Data for processing section start

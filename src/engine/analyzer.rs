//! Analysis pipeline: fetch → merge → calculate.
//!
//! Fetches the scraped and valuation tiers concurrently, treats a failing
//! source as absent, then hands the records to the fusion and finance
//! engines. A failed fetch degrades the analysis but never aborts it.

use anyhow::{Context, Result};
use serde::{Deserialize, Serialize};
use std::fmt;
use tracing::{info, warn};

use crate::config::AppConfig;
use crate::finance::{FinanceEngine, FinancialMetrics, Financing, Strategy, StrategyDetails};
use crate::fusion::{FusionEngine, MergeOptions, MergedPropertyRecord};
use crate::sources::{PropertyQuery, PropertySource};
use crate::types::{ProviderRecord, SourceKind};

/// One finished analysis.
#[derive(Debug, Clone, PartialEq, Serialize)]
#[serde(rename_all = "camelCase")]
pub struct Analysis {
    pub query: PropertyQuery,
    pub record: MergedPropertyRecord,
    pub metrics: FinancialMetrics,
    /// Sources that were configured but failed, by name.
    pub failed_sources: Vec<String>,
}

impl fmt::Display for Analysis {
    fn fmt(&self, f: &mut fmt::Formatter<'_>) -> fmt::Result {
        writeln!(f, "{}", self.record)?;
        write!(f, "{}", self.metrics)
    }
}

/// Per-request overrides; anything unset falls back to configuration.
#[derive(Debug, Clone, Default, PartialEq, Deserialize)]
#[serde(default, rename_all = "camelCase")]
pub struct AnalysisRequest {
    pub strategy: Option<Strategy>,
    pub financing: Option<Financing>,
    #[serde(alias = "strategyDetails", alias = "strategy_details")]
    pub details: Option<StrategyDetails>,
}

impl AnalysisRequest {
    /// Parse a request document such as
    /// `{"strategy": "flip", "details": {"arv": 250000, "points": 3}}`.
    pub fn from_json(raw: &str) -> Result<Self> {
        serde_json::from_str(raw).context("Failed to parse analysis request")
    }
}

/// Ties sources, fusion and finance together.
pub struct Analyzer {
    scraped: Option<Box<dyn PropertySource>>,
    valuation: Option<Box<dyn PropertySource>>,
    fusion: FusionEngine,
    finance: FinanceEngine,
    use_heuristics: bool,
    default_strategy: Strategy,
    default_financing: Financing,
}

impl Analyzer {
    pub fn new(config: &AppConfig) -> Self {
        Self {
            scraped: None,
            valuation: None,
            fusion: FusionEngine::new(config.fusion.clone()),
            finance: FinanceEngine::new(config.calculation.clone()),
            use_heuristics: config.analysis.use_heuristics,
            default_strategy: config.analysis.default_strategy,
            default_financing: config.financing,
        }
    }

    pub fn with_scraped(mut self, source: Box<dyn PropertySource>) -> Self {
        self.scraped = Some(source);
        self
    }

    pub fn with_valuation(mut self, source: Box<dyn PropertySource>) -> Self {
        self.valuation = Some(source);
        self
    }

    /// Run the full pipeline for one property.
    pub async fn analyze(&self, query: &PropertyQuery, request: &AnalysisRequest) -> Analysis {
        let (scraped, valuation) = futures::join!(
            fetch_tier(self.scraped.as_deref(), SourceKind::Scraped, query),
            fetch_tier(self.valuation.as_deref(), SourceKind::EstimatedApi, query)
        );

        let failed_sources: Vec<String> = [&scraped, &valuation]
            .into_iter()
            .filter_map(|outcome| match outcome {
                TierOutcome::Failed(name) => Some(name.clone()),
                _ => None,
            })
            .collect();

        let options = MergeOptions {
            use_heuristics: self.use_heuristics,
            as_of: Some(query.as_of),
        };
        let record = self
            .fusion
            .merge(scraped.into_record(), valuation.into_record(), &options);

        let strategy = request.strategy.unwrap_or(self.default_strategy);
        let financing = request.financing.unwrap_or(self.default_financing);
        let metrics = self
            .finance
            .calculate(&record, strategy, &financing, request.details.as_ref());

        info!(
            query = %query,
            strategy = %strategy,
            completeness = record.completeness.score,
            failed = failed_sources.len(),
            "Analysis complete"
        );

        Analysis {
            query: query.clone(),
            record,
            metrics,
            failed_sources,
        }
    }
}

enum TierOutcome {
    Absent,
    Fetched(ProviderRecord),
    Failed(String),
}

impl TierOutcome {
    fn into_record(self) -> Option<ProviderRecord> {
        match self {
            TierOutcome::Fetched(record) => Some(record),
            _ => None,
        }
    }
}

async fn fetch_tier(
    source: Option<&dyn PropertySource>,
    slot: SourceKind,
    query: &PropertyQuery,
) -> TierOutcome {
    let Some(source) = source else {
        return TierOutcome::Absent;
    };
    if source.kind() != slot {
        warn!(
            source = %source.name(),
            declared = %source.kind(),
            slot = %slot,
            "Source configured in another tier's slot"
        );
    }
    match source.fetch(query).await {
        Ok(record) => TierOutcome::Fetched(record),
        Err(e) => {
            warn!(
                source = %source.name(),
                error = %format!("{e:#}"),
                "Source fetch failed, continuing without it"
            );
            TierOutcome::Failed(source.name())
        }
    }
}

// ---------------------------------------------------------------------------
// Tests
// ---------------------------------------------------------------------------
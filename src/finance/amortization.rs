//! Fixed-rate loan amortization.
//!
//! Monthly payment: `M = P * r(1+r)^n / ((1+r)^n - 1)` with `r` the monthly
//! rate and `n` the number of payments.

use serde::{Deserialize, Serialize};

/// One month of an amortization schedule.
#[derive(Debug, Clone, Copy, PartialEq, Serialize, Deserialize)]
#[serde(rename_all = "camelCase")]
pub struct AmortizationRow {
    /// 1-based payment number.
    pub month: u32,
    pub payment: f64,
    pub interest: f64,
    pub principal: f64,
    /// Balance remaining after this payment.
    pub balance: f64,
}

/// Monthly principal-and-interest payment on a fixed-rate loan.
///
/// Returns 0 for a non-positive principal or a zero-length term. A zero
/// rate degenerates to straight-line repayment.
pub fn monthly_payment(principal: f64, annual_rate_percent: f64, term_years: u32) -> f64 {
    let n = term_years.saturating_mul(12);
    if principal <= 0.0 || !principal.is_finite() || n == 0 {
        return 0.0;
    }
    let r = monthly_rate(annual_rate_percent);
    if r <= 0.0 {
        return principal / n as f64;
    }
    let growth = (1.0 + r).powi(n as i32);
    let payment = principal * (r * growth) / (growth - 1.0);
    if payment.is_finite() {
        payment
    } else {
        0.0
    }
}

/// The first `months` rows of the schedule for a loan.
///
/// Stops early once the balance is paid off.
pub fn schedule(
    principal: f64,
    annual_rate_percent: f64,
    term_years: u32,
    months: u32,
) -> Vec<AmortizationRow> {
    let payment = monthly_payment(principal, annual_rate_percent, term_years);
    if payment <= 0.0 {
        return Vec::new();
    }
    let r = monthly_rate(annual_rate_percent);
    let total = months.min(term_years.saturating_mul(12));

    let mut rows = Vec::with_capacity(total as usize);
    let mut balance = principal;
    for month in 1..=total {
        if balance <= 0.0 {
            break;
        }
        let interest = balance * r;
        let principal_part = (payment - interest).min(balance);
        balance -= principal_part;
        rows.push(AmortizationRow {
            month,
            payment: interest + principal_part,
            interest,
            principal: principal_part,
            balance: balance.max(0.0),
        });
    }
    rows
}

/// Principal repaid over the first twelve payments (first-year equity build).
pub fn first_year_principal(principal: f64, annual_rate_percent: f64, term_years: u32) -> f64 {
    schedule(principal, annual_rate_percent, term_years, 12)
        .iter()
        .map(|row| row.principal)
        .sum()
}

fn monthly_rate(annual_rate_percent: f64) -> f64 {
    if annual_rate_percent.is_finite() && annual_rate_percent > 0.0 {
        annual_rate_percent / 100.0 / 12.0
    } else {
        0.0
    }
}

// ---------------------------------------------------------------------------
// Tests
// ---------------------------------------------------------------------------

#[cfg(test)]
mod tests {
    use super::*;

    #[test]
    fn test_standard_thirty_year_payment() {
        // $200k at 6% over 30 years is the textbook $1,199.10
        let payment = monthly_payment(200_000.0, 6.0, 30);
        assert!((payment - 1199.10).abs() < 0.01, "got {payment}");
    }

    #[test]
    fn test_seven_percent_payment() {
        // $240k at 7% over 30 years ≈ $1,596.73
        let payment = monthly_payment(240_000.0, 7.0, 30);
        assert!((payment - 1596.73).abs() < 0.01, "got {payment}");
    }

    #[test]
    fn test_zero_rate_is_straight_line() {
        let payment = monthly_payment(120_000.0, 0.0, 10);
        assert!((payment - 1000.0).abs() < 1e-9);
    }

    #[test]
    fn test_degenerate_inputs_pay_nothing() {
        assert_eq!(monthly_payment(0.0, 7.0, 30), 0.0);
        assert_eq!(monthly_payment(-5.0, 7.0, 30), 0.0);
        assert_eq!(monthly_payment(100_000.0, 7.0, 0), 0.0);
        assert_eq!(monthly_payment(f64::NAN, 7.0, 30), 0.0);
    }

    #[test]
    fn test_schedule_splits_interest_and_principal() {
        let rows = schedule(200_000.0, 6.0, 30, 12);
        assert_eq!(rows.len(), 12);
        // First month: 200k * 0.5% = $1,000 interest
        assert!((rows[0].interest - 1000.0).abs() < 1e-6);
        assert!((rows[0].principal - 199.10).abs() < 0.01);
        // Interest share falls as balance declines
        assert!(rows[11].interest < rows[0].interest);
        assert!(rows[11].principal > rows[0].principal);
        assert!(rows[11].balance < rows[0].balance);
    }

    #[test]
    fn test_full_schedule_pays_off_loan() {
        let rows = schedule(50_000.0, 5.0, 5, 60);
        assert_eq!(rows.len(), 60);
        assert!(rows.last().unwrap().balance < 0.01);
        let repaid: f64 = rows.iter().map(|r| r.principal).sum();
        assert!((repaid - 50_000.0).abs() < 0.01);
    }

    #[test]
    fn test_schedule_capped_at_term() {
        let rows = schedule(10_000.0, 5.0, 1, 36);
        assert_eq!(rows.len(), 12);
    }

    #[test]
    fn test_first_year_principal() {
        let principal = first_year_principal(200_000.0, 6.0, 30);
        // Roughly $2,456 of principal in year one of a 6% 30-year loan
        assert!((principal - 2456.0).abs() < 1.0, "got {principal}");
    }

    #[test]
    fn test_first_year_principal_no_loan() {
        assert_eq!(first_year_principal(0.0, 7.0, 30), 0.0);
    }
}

Data for processing section end

## What you need to do
Transcribe the records above from the line holding "let Some(source) = source" down to the line holding "1-based payment number.", inclusive, without adding anything.

## Response to the exercise
    let Some(source) = source else {
        return TierOutcome::Absent;
    };
    if source.kind() != slot {
        warn!(
            source = %source.name(),
            declared = %source.kind(),
            slot = %slot,
            "Source configured in another tier's slot"
        );
    }
    match source.fetch(query).await {
        Ok(record) => TierOutcome::Fetched(record),
        Err(e) => {
            warn!(
                source = %source.name(),
                error = %format!("{e:#}"),
                "Source fetch failed, continuing without it"
            );
            TierOutcome::Failed(source.name())
        }
    }
}

// ---------------------------------------------------------------------------
// Tests
// ---------------------------------------------------------------------------
filename src/finance/amortization.rs
//! Fixed-rate loan amortization.
//!
//! Monthly payment: `M = P * r(1+r)^n / ((1+r)^n - 1)` with `r` the monthly
//! rate and `n` the number of payments.

use serde::{Deserialize, Serialize};

/// One month of an amortization schedule.
#[derive(Debug, Clone, Copy, PartialEq, Serialize, Deserialize)]
#[serde(rename_all = "camelCase")]
pub struct AmortizationRow {
    /// 1-based payment number.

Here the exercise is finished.